Einige meiner KollegInnen, FreundInnen und Bekannte haben mich mit diesem neuen Gefühl aus Übersee bekannt gemacht: FOMO. FOMO steht für "fear of missing out", also die Angst etwas zu verpassen. Das Gefühl kennt man: Da draußen passiert so viel Aufregendes, das muss man doch gesehen und erlebt haben. Weil wir nicht ewig leben und das Ende schneller kommt, als man denkt.

Womit wir bei dem Problem unserer Existenz kommen: dem Tod. Wir haben das Unglück, genau über unsere Endlichkeit Bescheid zu wissen. Ich weiß nicht, ob ihr jemals nachts nicht schlafen konntet, weil euch der Gedanke der Nicht-Existenz fertig macht. Ich erinnere mich an eine Theologie-Studentin (!), die diesen Gedanken manchmal nur mit Alkohol bewältigen konnte. So furchterregend ist das Ganze.
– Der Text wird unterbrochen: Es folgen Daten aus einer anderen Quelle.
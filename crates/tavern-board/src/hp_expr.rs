//! Hit-point input: signed deltas, absolute values and small arithmetic.
//!
//! Accepted syntax is numeric literals, `+ - * /`, parentheses and
//! whitespace.  Anything else is rejected; nothing is ever executed.
//!
//! ```text
//! expr   := term (('+' | '-') term)*
//! term   := unary (('*' | '/') unary)*
//! unary  := ('+' | '-') unary | atom
//! atom   := number | '(' expr ')'
//! ```

const MAX_DEPTH: usize = 64;

#[derive(Debug, Clone, PartialEq, thiserror::Error)]
pub enum ExprError {
    #[error("empty expression")]
    Empty,
    #[error("unexpected '{ch}' at position {pos}")]
    Unexpected { ch: char, pos: usize },
    #[error("expression ends too early")]
    UnexpectedEnd,
    #[error("malformed number at position {pos}")]
    BadNumber { pos: usize },
    #[error("too many nested parentheses")]
    TooDeep,
    #[error("result is not a finite number")]
    NotFinite,
    #[error("result {0} is out of range")]
    OutOfRange(f64),
}

/// Evaluate an arithmetic expression.  The result is always finite.
pub fn evaluate(input: &str) -> Result<f64, ExprError> {
    let mut parser = Parser {
        chars: input.char_indices().collect(),
        pos: 0,
        depth: 0,
    };
    parser.skip_ws();
    if parser.peek().is_none() {
        return Err(ExprError::Empty);
    }
    let value = parser.expr()?;
    parser.skip_ws();
    if let Some((pos, ch)) = parser.current() {
        return Err(ExprError::Unexpected { ch, pos });
    }
    if !value.is_finite() {
        return Err(ExprError::NotFinite);
    }
    Ok(value)
}

/// What a hit-point field submission means.
#[derive(Debug, Clone, Copy, PartialEq)]
pub enum HpInput {
    /// Leading `+`/`-`: added to the current value.
    Delta(f64),
    /// Anything else: the new value.
    Absolute(f64),
}

impl HpInput {
    pub fn parse(input: &str) -> Result<Self, ExprError> {
        let trimmed = input.trim();
        let value = evaluate(trimmed)?;
        if trimmed.starts_with('+') || trimmed.starts_with('-') {
            Ok(HpInput::Delta(value))
        } else {
            Ok(HpInput::Absolute(value))
        }
    }

    /// New hit points, rounded to the nearest integer.
    pub fn apply(&self, current: i32) -> Result<i32, ExprError> {
        let raw = match *self {
            HpInput::Delta(d) => current as f64 + d,
            HpInput::Absolute(v) => v,
        };
        let rounded = raw.round();
        if !rounded.is_finite() {
            return Err(ExprError::NotFinite);
        }
        if rounded < i32::MIN as f64 || rounded > i32::MAX as f64 {
            return Err(ExprError::OutOfRange(rounded));
        }
        Ok(rounded as i32)
    }
}

struct Parser {
    chars: Vec<(usize, char)>,
    pos: usize,
    depth: usize,
}

impl Parser {
    fn current(&self) -> Option<(usize, char)> {
        self.chars.get(self.pos).copied()
    }

    fn peek(&self) -> Option<char> {
        self.current().map(|(_, c)| c)
    }

    fn skip_ws(&mut self) {
        while matches!(self.peek(), Some(c) if c.is_whitespace()) {
            self.pos += 1;
        }
    }

    fn expr(&mut self) -> Result<f64, ExprError> {
        let mut value = self.term()?;
        loop {
            self.skip_ws();
            match self.peek() {
                Some('+') => {
                    self.pos += 1;
                    value += self.term()?;
                }
                Some('-') => {
                    self.pos += 1;
                    value -= self.term()?;
                }
                _ => return Ok(value),
            }
        }
    }

    fn term(&mut self) -> Result<f64, ExprError> {
        let mut value = self.unary()?;
        loop {
            self.skip_ws();
            match self.peek() {
                Some('*') => {
                    self.pos += 1;
                    value *= self.unary()?;
                }
                Some('/') => {
                    self.pos += 1;
                    value /= self.unary()?;
                }
                _ => return Ok(value),
            }
        }
    }

    fn unary(&mut self) -> Result<f64, ExprError> {
        self.skip_ws();
        match self.peek() {
            Some('+') => {
                self.pos += 1;
                self.nested(|p| p.unary())
            }
            Some('-') => {
                self.pos += 1;
                self.nested(|p| p.unary()).map(|v| -v)
            }
            _ => self.atom(),
        }
    }

    fn atom(&mut self) -> Result<f64, ExprError> {
        self.skip_ws();
        match self.current() {
            None => Err(ExprError::UnexpectedEnd),
            Some((_, '(')) => {
                self.pos += 1;
                let value = self.nested(|p| p.expr())?;
                self.skip_ws();
                match self.current() {
                    Some((_, ')')) => {
                        self.pos += 1;
                        Ok(value)
                    }
                    Some((pos, ch)) => Err(ExprError::Unexpected { ch, pos }),
                    None => Err(ExprError::UnexpectedEnd),
                }
            }
            Some((_, c)) if c.is_ascii_digit() || c == '.' => self.number(),
            Some((pos, ch)) => Err(ExprError::Unexpected { ch, pos }),
        }
    }

    fn number(&mut self) -> Result<f64, ExprError> {
        let start = self.pos;
        let start_byte = self.chars[start].0;
        let mut seen_dot = false;
        while let Some(c) = self.peek() {
            if c.is_ascii_digit() {
                self.pos += 1;
            } else if c == '.' && !seen_dot {
                seen_dot = true;
                self.pos += 1;
            } else {
                break;
            }
        }
        let literal: String = self.chars[start..self.pos].iter().map(|(_, c)| *c).collect();
        literal
            .parse::<f64>()
            .map_err(|_| ExprError::BadNumber { pos: start_byte })
    }

    fn nested<F>(&mut self, f: F) -> Result<f64, ExprError>
    where
        F: FnOnce(&mut Self) -> Result<f64, ExprError>,
    {
        if self.depth >= MAX_DEPTH {
            return Err(ExprError::TooDeep);
        }
        self.depth += 1;
        let result = f(self);
        self.depth -= 1;
        result
    }
}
Sehen wir der Tatsache ins Auge: Die Tage mit Sonnenschein, an denen wir draußen ohne frieren herumradeln können, sind begrenzt. Wir wissen zwar nicht, wann es das letzte Mal war, aber dieser eine Tag kommt bestimmt. Wenn ich nicht heute mich in den Biergarten setze, an den See fahre, ein Eis an der Lieblingseisdiele esse, auf ein Grillfest gehe, diese Ausstellung sehe, dann ist wieder eine Chance vertan. Weil es da draußen noch so viele Dinge gibt, die wir erleben möchten.
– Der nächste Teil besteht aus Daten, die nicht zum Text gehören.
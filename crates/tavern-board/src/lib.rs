//! Widget state for the tavern tabletop companion.
//!
//! Every widget is an owned object with pure transitions.  The host UI feeds
//! it clicks, text and clock ticks and renders whatever state it exposes;
//! nothing here touches a screen or a sound card directly.  Audio goes through
//! the [`backend::AudioBackend`] seam.

pub mod backend;
pub mod catalog;
pub mod dice;
pub mod hp_expr;
pub mod initiative;
pub mod manual;
pub mod mixer;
Ganz ehrlich: Allein das Formulieren dieser Sätze, dieses atemlose "wenn nicht jetzt, wann dann..." ermüdet mich bisweilen. Ich bin absolut dafür, die Möglichkeiten des Lebens auszuschöpfen, viel auszuprobieren. Doch zu diesen Möglichkeiten gehört auch, mal zu Hause zu bleiben, Zeit mit sich selbst verbringen, sich auszuprobieren. Wenn man immer nur der Action da draußen hinterherjagt, dann sagt man implizit: Ich bin es nicht wert, dass ich mit mir Zeit verbringe, weil alles andere spannender und besser ist als ich.

Einen Tag nichts zu tun, Gelegenheiten mal verstreichen zu lassen, heißt für mich: Dem Tod ins Gesicht zu lachen und ihm f*ck you zu sagen. Nennt mich dumm. Don't care.

Deshalb als Sentenz des Tages folgenden Spruch aus einem alten Katzenkalender:

"Einen Tag lang in Muße zu verbringen bedeutet, einen Tag lang unsterblich zu sein."